What to do
Beginning at the top of the listing, repeat each line exactly until the line with "use super::following_ids;" has been repeated too.

Information provided
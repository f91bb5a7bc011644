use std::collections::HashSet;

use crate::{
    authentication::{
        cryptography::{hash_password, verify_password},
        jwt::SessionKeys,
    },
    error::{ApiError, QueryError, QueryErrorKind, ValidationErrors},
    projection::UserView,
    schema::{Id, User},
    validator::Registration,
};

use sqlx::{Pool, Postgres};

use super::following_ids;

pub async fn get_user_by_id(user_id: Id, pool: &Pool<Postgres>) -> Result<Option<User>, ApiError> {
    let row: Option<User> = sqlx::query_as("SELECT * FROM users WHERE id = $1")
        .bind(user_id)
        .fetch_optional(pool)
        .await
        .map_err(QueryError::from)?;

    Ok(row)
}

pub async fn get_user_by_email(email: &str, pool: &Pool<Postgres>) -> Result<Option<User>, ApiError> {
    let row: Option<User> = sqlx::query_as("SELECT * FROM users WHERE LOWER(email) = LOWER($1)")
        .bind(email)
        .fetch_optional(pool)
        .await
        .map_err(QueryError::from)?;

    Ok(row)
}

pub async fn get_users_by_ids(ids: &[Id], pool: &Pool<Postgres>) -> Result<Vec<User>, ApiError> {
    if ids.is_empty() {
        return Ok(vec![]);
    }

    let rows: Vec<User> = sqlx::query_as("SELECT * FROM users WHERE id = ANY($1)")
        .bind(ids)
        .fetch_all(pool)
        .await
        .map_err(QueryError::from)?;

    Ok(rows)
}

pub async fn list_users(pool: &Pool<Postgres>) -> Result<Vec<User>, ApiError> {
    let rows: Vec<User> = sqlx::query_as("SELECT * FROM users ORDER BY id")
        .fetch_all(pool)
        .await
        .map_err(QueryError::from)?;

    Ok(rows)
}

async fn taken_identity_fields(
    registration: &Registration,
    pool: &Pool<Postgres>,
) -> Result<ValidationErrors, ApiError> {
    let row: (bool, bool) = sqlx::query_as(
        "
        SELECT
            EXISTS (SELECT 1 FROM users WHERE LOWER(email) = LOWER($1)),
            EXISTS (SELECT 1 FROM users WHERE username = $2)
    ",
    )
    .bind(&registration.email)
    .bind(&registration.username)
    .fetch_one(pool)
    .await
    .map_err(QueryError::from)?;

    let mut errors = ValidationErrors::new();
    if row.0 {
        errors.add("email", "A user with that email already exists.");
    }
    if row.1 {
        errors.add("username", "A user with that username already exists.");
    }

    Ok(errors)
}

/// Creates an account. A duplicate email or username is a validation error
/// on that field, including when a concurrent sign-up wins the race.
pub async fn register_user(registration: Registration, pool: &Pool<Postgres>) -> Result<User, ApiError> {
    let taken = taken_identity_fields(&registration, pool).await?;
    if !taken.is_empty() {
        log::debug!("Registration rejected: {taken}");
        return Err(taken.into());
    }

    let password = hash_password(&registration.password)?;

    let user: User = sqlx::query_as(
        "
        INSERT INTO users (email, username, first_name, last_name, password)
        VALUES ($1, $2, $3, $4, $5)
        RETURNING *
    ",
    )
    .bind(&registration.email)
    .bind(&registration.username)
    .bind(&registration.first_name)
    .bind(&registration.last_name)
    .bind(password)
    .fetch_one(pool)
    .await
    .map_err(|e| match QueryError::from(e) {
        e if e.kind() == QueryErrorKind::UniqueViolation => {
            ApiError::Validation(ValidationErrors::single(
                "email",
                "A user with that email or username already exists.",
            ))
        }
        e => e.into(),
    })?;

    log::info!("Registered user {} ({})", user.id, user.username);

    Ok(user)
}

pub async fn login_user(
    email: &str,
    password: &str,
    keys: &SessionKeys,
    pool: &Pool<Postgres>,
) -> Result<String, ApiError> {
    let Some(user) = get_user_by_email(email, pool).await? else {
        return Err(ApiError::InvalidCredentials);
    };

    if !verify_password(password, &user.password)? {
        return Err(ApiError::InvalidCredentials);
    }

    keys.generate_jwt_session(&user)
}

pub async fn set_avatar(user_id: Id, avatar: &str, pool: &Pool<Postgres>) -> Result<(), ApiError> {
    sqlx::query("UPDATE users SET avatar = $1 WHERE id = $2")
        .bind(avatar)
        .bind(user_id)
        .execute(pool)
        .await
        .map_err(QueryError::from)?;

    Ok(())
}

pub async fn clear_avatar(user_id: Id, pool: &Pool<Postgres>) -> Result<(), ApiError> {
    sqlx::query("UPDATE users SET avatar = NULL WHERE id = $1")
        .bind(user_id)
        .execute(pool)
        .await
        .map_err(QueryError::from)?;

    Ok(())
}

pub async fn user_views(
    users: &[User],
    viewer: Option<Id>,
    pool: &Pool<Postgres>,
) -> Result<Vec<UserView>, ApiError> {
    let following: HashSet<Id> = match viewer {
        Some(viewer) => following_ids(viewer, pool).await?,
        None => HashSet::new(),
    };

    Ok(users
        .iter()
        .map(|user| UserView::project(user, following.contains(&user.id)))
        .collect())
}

Result for this exercise
repository f91bb5a7bc011644
use std::collections::HashSet;

use crate::{
    authentication::{
        cryptography::{hash_password, verify_password},
        jwt::SessionKeys,
    },
    error::{ApiError, QueryError, QueryErrorKind, ValidationErrors},
    projection::UserView,
    schema::{Id, User},
    validator::Registration,
};

use sqlx::{Pool, Postgres};

use super::following_ids;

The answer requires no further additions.